=== Work instruction ===
Your answer must consist of every line from the data below that includes the word "JobOutcome".
Records for this task below:
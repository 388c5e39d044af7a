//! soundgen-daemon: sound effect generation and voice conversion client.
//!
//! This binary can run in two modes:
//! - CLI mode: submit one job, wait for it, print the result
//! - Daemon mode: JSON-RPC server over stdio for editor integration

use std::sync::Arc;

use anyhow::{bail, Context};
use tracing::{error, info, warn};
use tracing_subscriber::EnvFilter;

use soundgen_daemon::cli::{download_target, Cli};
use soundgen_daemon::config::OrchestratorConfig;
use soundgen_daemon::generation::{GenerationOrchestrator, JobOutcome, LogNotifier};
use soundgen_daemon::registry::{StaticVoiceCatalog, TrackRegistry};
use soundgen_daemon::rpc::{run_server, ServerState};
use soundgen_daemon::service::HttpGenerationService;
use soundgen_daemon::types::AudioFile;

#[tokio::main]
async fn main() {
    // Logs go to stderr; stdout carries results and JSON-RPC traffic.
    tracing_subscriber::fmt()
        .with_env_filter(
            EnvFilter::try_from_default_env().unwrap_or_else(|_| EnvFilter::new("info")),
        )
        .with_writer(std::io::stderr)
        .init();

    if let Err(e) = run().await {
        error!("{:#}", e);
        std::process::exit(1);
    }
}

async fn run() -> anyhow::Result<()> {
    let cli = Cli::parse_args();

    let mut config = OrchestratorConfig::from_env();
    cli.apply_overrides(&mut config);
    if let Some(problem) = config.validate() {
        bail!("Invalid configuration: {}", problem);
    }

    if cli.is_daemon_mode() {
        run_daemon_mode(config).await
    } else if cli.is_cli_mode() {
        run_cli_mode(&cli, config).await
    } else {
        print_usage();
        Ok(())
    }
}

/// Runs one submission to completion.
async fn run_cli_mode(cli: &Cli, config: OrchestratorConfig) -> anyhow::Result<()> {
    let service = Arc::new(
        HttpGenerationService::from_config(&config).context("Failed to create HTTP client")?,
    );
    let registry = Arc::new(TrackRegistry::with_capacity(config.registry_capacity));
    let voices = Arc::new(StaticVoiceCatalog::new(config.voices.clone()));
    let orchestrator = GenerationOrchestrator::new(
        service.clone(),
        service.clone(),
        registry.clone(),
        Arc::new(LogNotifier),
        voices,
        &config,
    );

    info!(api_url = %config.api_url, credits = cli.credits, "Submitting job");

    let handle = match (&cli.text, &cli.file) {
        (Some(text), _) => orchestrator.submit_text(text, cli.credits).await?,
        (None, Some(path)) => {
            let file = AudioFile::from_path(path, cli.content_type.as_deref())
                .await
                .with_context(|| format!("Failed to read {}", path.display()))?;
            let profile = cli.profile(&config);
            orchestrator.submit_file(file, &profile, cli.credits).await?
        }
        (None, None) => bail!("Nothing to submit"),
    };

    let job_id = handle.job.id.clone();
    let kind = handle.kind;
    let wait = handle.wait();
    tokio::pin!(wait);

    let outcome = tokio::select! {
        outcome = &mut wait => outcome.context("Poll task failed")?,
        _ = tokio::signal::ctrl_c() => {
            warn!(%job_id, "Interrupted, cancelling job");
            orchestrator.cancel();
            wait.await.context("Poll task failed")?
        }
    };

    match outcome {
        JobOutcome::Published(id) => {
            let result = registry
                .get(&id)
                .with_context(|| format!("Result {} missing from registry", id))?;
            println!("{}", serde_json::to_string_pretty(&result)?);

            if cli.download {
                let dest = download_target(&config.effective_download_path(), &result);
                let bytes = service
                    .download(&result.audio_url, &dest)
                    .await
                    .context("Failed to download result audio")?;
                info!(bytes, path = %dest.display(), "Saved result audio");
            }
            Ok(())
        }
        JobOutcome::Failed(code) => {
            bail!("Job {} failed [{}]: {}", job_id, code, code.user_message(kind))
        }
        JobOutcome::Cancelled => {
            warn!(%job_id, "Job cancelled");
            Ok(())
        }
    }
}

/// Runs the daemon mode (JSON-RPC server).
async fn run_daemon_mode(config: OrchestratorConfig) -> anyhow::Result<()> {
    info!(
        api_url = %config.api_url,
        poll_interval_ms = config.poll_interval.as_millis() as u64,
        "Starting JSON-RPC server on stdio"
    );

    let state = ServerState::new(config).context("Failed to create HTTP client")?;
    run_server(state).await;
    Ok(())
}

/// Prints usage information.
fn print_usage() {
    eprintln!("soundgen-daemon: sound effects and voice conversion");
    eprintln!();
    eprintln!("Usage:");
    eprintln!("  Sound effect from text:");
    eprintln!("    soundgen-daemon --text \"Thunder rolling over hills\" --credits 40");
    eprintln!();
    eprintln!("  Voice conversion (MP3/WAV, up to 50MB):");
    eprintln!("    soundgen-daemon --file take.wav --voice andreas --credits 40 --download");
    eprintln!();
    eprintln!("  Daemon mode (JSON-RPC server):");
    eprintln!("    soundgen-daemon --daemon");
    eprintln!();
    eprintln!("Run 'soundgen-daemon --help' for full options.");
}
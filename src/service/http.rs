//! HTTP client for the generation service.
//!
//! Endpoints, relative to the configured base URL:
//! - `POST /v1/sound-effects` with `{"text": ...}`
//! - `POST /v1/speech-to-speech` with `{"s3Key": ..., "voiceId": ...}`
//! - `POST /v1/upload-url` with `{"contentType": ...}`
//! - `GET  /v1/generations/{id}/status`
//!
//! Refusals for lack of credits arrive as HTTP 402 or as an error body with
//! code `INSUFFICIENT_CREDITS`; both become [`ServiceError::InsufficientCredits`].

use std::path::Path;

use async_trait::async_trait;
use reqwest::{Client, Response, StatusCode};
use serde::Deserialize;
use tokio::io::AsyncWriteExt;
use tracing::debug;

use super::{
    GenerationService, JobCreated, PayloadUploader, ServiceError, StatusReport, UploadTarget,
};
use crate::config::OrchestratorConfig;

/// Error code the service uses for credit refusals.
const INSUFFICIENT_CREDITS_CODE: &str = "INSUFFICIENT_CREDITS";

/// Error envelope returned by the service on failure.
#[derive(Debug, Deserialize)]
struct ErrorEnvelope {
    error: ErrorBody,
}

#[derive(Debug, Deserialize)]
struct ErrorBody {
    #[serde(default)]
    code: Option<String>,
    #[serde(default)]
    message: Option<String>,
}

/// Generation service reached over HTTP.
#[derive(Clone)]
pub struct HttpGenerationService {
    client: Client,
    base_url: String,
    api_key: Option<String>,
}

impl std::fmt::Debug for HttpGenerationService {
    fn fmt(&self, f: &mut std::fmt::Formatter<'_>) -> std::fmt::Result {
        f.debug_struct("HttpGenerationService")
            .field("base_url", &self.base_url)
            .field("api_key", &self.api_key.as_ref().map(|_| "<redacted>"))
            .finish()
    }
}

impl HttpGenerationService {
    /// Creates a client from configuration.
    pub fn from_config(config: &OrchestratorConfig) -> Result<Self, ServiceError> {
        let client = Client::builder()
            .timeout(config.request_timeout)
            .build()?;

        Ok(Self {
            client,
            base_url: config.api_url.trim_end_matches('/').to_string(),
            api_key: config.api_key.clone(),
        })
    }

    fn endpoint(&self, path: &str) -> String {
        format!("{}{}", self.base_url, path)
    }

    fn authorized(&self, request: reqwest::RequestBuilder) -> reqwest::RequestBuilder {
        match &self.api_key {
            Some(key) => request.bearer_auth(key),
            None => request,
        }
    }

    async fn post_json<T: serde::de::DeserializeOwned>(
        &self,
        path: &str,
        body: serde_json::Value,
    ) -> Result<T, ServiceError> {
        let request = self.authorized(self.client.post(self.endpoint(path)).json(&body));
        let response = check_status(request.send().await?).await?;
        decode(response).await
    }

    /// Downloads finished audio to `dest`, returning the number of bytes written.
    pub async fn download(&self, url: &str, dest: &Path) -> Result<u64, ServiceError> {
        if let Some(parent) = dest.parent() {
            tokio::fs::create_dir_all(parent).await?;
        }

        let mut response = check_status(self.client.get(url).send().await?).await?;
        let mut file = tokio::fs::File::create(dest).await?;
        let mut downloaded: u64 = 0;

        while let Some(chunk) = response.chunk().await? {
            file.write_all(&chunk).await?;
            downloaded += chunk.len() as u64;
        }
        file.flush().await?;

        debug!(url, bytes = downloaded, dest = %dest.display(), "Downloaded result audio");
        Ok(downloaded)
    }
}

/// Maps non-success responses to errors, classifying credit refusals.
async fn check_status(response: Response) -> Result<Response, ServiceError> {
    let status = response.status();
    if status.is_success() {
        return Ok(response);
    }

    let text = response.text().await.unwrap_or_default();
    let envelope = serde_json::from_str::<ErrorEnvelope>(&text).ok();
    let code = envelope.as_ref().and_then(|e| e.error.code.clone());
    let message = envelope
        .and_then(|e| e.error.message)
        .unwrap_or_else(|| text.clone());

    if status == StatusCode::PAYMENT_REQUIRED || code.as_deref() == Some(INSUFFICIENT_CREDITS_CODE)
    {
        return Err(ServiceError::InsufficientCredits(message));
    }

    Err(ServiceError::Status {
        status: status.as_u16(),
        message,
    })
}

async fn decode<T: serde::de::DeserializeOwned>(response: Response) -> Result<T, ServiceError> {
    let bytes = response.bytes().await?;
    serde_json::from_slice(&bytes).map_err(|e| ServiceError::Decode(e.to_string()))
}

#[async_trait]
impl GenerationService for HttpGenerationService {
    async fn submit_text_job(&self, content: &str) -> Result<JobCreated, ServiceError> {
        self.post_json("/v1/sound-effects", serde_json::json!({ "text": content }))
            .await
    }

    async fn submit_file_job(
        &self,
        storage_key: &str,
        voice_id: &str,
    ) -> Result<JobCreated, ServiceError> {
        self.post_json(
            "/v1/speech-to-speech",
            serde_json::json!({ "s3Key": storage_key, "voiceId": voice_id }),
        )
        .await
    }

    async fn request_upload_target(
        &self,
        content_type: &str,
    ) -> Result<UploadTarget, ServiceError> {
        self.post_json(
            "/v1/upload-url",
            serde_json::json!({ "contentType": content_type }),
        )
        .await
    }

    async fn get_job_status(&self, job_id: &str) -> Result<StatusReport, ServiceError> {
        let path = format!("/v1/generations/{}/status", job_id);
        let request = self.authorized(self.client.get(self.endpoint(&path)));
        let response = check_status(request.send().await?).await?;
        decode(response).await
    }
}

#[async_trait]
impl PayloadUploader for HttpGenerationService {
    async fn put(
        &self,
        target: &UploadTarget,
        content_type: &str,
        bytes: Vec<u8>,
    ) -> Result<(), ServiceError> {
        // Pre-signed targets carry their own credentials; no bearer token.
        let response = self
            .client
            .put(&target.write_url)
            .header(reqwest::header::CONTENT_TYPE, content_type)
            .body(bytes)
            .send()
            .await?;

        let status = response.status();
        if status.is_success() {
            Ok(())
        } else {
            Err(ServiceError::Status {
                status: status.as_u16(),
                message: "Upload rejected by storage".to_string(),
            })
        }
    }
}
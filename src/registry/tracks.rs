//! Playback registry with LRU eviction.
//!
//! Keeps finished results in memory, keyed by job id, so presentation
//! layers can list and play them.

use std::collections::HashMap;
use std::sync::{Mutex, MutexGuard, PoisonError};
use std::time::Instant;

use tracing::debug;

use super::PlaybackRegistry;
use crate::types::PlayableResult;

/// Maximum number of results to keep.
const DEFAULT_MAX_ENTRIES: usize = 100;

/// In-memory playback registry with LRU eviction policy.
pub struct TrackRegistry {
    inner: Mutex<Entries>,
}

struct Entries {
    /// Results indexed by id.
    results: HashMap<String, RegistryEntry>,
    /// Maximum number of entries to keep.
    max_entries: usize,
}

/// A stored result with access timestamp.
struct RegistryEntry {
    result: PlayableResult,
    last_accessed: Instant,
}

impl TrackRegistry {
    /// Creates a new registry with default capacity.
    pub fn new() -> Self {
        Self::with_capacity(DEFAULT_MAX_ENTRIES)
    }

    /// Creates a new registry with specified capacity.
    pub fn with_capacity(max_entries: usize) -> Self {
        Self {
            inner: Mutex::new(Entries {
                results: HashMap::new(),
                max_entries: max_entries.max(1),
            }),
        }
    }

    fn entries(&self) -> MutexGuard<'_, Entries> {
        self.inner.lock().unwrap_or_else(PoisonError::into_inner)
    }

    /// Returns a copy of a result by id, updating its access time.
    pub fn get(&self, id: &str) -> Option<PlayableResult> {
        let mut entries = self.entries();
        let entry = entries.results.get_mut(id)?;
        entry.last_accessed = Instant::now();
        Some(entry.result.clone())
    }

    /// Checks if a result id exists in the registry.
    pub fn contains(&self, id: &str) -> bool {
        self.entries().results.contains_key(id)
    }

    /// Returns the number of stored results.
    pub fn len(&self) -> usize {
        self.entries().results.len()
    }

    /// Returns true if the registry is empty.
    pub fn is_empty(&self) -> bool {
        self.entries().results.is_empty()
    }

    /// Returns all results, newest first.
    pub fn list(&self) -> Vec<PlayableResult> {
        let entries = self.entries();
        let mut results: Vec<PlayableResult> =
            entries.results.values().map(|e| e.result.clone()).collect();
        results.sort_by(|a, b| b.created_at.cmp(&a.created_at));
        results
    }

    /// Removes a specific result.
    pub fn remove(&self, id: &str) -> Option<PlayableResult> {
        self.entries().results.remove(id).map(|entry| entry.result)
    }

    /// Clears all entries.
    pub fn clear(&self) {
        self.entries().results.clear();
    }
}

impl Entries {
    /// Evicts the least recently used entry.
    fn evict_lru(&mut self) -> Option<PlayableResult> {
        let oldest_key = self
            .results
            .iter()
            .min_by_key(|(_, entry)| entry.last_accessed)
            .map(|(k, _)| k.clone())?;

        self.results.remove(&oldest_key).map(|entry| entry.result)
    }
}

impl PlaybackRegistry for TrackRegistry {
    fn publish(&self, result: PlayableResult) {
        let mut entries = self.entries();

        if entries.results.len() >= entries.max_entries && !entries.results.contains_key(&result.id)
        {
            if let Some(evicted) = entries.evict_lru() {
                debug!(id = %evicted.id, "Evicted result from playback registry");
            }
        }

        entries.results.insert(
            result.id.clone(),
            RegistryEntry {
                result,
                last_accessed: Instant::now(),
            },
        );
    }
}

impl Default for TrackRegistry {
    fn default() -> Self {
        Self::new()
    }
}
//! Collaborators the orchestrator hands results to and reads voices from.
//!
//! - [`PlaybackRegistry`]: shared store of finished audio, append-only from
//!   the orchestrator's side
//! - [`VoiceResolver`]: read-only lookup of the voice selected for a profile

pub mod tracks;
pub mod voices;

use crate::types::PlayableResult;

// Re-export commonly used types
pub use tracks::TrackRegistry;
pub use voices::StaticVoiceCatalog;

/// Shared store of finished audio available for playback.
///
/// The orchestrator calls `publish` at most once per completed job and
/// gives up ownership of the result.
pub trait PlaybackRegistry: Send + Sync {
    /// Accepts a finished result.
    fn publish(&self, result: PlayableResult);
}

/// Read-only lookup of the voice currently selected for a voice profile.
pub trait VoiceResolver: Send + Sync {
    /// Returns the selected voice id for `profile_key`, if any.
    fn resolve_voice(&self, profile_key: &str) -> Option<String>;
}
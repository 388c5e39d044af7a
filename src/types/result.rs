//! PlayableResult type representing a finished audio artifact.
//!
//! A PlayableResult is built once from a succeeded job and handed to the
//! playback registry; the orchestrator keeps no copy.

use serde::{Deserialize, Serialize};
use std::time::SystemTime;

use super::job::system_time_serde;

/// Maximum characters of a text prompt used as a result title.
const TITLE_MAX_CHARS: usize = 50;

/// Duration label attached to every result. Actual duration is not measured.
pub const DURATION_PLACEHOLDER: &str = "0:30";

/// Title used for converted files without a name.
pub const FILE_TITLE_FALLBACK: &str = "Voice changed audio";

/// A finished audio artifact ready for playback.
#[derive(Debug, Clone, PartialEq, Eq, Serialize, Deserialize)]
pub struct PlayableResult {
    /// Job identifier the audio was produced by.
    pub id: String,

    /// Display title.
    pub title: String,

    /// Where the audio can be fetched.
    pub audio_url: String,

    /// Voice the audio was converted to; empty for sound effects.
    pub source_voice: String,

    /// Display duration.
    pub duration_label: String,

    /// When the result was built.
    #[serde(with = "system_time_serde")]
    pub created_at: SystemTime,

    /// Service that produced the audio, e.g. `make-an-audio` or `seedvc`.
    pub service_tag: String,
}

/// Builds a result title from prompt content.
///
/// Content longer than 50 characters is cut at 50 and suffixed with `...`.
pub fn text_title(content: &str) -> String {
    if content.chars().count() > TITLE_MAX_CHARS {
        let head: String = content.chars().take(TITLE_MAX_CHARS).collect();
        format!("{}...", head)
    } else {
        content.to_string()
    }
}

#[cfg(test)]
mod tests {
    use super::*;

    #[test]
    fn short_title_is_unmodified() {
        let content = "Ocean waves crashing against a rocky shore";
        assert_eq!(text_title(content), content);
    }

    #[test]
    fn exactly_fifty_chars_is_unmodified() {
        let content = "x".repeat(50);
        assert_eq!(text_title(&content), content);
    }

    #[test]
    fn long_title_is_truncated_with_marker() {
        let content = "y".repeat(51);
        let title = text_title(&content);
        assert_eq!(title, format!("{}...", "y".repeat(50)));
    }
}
End of Records for this task.
=== Response to the task ===
use soundgen_daemon::generation::{GenerationOrchestrator, JobOutcome, LogNotifier};
        JobOutcome::Published(id) => {
        JobOutcome::Failed(code) => {
        JobOutcome::Cancelled => {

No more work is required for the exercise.